2026 Employment Law Roundup for New York State and City

Recent developments in New York State and City employment laws continue to shape the legal landscape for employers and employees alike. This client alert highlights several key employment law updates that have a wide variety of implications and ramifications for the workplace in the coming months. While not every change will apply to all employers, awareness and understanding of these laws may help employers anticipate risks, identify opportunities for improvement, and make informed decisions going forward.

PROPOSED AMENDMENTS TO NEW YORK STATE TRAPPED AT WORK ACT

As discussed in a prior alert, New York State recently enacted the Trapped at Work Act, which prohibits employers from requiring employees to agree to repay certain funds as a condition of employment if the employees leave before a specified date (so-called “stay or pay” agreements). On January 28th, 2026, just over a month after the law was enacted, significant amendments to the statute were passed by both legislative houses. The amendments clarify ambiguities in the original act.  Key aspects of the proposed amendments include the following:

  • The Trapped at Work Act’s effective date would be delayed to December 19, 2026.

  • Establishing additional exceptions to prohibited agreements, including for agreements related to bonuses, relocation payments, and other “non-educational” incentives that are not tied to job performance. Agreements covering these exceptions will not be effective if the employee is terminated for reasons other than misconduct or if the employee resigns as a result of misrepresentation of the role’s duties and requirements.

  • Creating an exception for agreements seeking the repayment of certain costs associated with tuition reimbursement agreements that provide transferable credentials (e.g., degrees, diplomas, licenses, certificates). This exception would require a written agreement separate from an employment agreement that meets specific requirements, including: (i) that the transferable credential not be required as a condition of employment or for safety and compliance training, (ii) the amount to be repaid cannot exceed the employer’s costs, and (iii) providing a prorated repayment schedule that cannot be accelerated if the employee separates from employment.  The agreement also cannot require repayment if the employee is terminated, unless such termination is for misconduct.

  • Narrowing the definition of “employer”.

  • Limiting the law to “employees,” thereby narrowing the initial Act’s coverage of “workers,” which would have encompassed a broader group of individuals, including interns, volunteers, apprentices, sole proprietors, and independent contractors.

  • Detailing factors for the Department of Labor to consider when assessing penalties (e.g., employer size, good faith compliance, and severity of the violation).

The amendments do not change the bar to a private right of action.
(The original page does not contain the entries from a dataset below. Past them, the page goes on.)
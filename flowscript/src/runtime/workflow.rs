//! Workflow runner: binds a program's `main` to caller input.
//!
//! A [`Workflow`] is parsed and validated once. A [`WorkflowRunner`] owns the
//! program's root environment and evaluator and can be run any number of
//! times; runs share nothing but the dispatcher's sequence counter.

use std::sync::Arc;

use serde::{Deserialize, Serialize};
use thiserror::Error;
use tracing::{info, warn};

use crate::ast::{FnDef, Program, Symbol};
use crate::parser::{parse_program, ParseError};
use crate::runtime::dispatcher::EffectDispatcher;
use crate::runtime::environment::{create_program_environment, Environment};
use crate::runtime::error::RuntimeError;
use crate::runtime::evaluator::{Evaluator, EvaluatorConfig};
use crate::runtime::stdlib::StandardLibrary;
use crate::runtime::values::Value;

pub const ENTRY_POINT: &str = "main";

#[derive(Debug, Error)]
pub enum WorkflowError {
    #[error(transparent)]
    Parse(#[from] ParseError),
    #[error("invalid entry point: {0}")]
    Entry(String),
    /// A fatal evaluation error. `partial_history` holds the `history` field of
    /// the outermost aborted loop state, when there was one.
    #[error("{cause}")]
    Runtime {
        cause: RuntimeError,
        partial_history: Option<Value>,
    },
}

impl WorkflowError {
    pub fn cause(&self) -> Option<&RuntimeError> {
        match self {
            WorkflowError::Runtime { cause, .. } => Some(cause),
            _ => None,
        }
    }

    pub fn partial_history(&self) -> Option<&Value> {
        match self {
            WorkflowError::Runtime {
                partial_history, ..
            } => partial_history.as_ref(),
            _ => None,
        }
    }
}

impl From<RuntimeError> for WorkflowError {
    fn from(cause: RuntimeError) -> Self {
        let partial_history = cause
            .loop_states()
            .into_iter()
            .find_map(|state| state.as_object().and_then(|o| o.get("history")))
            .cloned();
        WorkflowError::Runtime {
            cause,
            partial_history,
        }
    }
}

#[derive(Debug, Clone)]
pub struct Workflow {
    program: Arc<Program>,
}

impl Workflow {
    pub fn from_source(source: &str) -> Result<Self, WorkflowError> {
        Ok(Workflow::from_program(parse_program(source)?))
    }

    pub fn from_program(program: Program) -> Self {
        Workflow {
            program: Arc::new(program),
        }
    }

    pub fn program(&self) -> &Program {
        &self.program
    }

    /// The `main` definition, which must accept exactly one argument.
    pub fn entry(&self) -> Result<&Arc<FnDef>, WorkflowError> {
        let main = self
            .program
            .function(ENTRY_POINT)
            .ok_or_else(|| WorkflowError::Entry(format!("no `{}` function defined", ENTRY_POINT)))?;
        if !main.accepts(1) {
            return Err(WorkflowError::Entry(format!(
                "`{}` must accept a single input, it declares {} parameter(s) with {} required",
                ENTRY_POINT,
                main.params.len(),
                main.required_params()
            )));
        }
        Ok(main)
    }
}

#[derive(Debug)]
pub struct WorkflowRunner {
    workflow: Workflow,
    evaluator: Evaluator,
    root: Arc<Environment>,
}

impl WorkflowRunner {
    pub fn new(workflow: Workflow, dispatcher: Arc<EffectDispatcher>, config: EvaluatorConfig) -> Self {
        let globals = Arc::new(StandardLibrary::create_global_environment(dispatcher.grammar()));
        let root = create_program_environment(workflow.program(), globals);
        WorkflowRunner {
            workflow,
            evaluator: Evaluator::new(dispatcher).with_config(config),
            root,
        }
    }

    pub fn workflow(&self) -> &Workflow {
        &self.workflow
    }

    pub async fn run(&self, input: Value) -> Result<Value, WorkflowError> {
        self.workflow.entry()?;
        let main = self.root.lookup(&Symbol::new(ENTRY_POINT))?;
        info!(input = input.type_name(), "workflow started");
        match self.evaluator.call_function(main, vec![input], &self.root).await {
            Ok(value) => {
                info!(
                    result = value.type_name(),
                    invocations = self.evaluator.dispatcher().invocations(),
                    "workflow finished"
                );
                Ok(value)
            }
            Err(err) => {
                let err = WorkflowError::from(err);
                warn!(
                    error = %err,
                    partial_history = err.partial_history().is_some(),
                    "workflow failed"
                );
                Err(err)
            }
        }
    }

    /// JSON in, JSON out. Results holding functions or model handles fail with
    /// a type mismatch.
    pub async fn run_json(&self, input: serde_json::Value) -> Result<serde_json::Value, WorkflowError> {
        let value = self.run(Value::from(input)).await?;
        Ok(value.to_json()?)
    }
}

// --- Iterative results ---

#[derive(Debug, Clone, Copy, PartialEq, Eq, Serialize, Deserialize)]
#[serde(rename_all = "snake_case")]
pub enum RefinementStatus {
    Success,
    MaxIterations,
}

#[derive(Debug, Clone, PartialEq, Serialize, Deserialize)]
pub struct HistoryEntry {
    pub iteration: u64,
    #[serde(default)]
    pub content: serde_json::Value,
    #[serde(default)]
    pub evaluation: serde_json::Value,
}

/// `{status, final_content, iterations, history}` as returned by feedback loops.
#[derive(Debug, Clone, PartialEq, Serialize, Deserialize)]
pub struct RefinementReport {
    pub status: RefinementStatus,
    #[serde(default)]
    pub final_content: serde_json::Value,
    pub iterations: u64,
    pub history: Vec<HistoryEntry>,
}

#[derive(Debug, Error)]
pub enum ReportError {
    #[error("result cannot be converted to JSON: {0}")]
    NotData(#[from] RuntimeError),
    #[error("result is not a refinement report: {0}")]
    Shape(#[from] serde_json::Error),
    #[error("history entry {position} has iteration {found}, expected {expected}")]
    OutOfOrder {
        position: usize,
        expected: u64,
        found: u64,
    },
    #[error("report claims {iterations} iterations but history has {entries} entries")]
    CountMismatch { iterations: u64, entries: usize },
}

impl RefinementReport {
    pub fn from_value(value: &Value) -> Result<Self, ReportError> {
        let report: RefinementReport = serde_json::from_value(value.to_json()?)?;
        report.check_history()?;
        Ok(report)
    }

    /// History iterations must run `1..=iterations` with one entry each.
    pub fn check_history(&self) -> Result<(), ReportError> {
        for (position, entry) in self.history.iter().enumerate() {
            let expected = position as u64 + 1;
            if entry.iteration != expected {
                return Err(ReportError::OutOfOrder {
                    position,
                    expected,
                    found: entry.iteration,
                });
            }
        }
        if self.history.len() as u64 != self.iterations {
            return Err(ReportError::CountMismatch {
                iterations: self.iterations,
                entries: self.history.len(),
            });
        }
        Ok(())
    }
}

#[cfg(test)]
mod tests {
    use super::*;
    use crate::runtime::echo_host::EchoBackend;
    use pretty_assertions::assert_eq;

    fn runner(source: &str) -> WorkflowRunner {
        let workflow = Workflow::from_source(source).expect("Should parse");
        let dispatcher = Arc::new(EffectDispatcher::new(Arc::new(EchoBackend::new())));
        WorkflowRunner::new(workflow, dispatcher, EvaluatorConfig::default())
    }

    #[tokio::test]
    async fn runs_main_with_json_input() {
        let runner = runner("fun main(input) => {greeting: \"hi \" + input.name}");
        let out = runner
            .run_json(serde_json::json!({"name": "ada"}))
            .await
            .unwrap();
        assert_eq!(out, serde_json::json!({"greeting": "hi ada"}));
    }

    #[tokio::test]
    async fn entry_point_must_exist_and_take_one_argument() {
        let missing = runner("fun start(x) => x").run(Value::Null).await;
        assert!(matches!(missing, Err(WorkflowError::Entry(_))));

        let binary = runner("fun main(a, b) => a").run(Value::Null).await;
        assert!(matches!(binary, Err(WorkflowError::Entry(_))));

        let defaulted = runner("fun main(a, b = 2) => a + b")
            .run(Value::Integer(1))
            .await
            .unwrap();
        assert_eq!(defaulted, Value::Integer(3));
    }

    #[test]
    fn report_history_must_be_in_order() {
        let report = |iterations: &[u64], claimed: u64| RefinementReport {
            status: RefinementStatus::Success,
            final_content: serde_json::Value::Null,
            iterations: claimed,
            history: iterations
                .iter()
                .map(|&iteration| HistoryEntry {
                    iteration,
                    content: serde_json::Value::Null,
                    evaluation: serde_json::Value::Null,
                })
                .collect(),
        };
        assert!(report(&[1, 2, 3], 3).check_history().is_ok());
        assert!(matches!(
            report(&[1, 3], 2).check_history(),
            Err(ReportError::OutOfOrder { position: 1, .. })
        ));
        assert!(matches!(
            report(&[1, 2], 3).check_history(),
            Err(ReportError::CountMismatch { .. })
        ));
    }

    #[test]
    fn report_decodes_status_names() {
        let value = Value::from(serde_json::json!({
            "status": "max_iterations",
            "final_content": "draft",
            "iterations": 1,
            "history": [{"iteration": 1, "content": "draft", "evaluation": {"ok": false}}]
        }));
        let report = RefinementReport::from_value(&value).unwrap();
        assert_eq!(report.status, RefinementStatus::MaxIterations);
        assert_eq!(report.history[0].evaluation, serde_json::json!({"ok": false}));
    }
}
While the original Trapped at Work Act remains in effect until the amendments are signed by Governor Hochul, it is anticipated that she will sign. In any event, employers should begin evaluating “stay or pay” agreements and policies with an eye toward complying with the provisions of the proposed amendments.

NEW YORK STATE SECURE CHOICE SAVINGS PROGRAM

Employers with over ten employees that have been in business for more than two years must register for the NYS Secure Choice Savings Program, provided that they do not already offer a qualified employer-sponsored retirement plan to employees. Deadlines for employers to register are staggered over the coming months, based on employer size:

  • 30 or more employees – March 18, 2026

  • 15 to 29 employees – May 15, 2026 

  • 10 to 14 employees – July 15, 2026 

Employers are required to register if they have at least ten employees who physically work in New York State, even if they reside out of state. Employers who are not required to participate in the program (e.g., if they already offer an employer-sponsored retirement plan) may certify their exemption and opt out of participation. Importantly, participating employers will not be fiduciaries for the retirement program and will not have responsibility for administration of the program. An employer’s role instead is facilitating registration and payroll deductions. There are no fees for employers to participate, nor are there employer contribution or matching requirements.

NEW YORK STATE BANS EMPLOYER CREDIT HISTORY INQUIRIES

Effective April 18, 2026, the NYS Fair Credit Reporting Act will prohibit employers from requesting or using an individual’s consumer credit history in employment-related decisions. The change is a result of the enactment of Senate Bill S3072/Assembly Bill A1316, which Governor Hochul signed in December, and which mirrors the New York City Stop Credit Discrimination in Employment Act.  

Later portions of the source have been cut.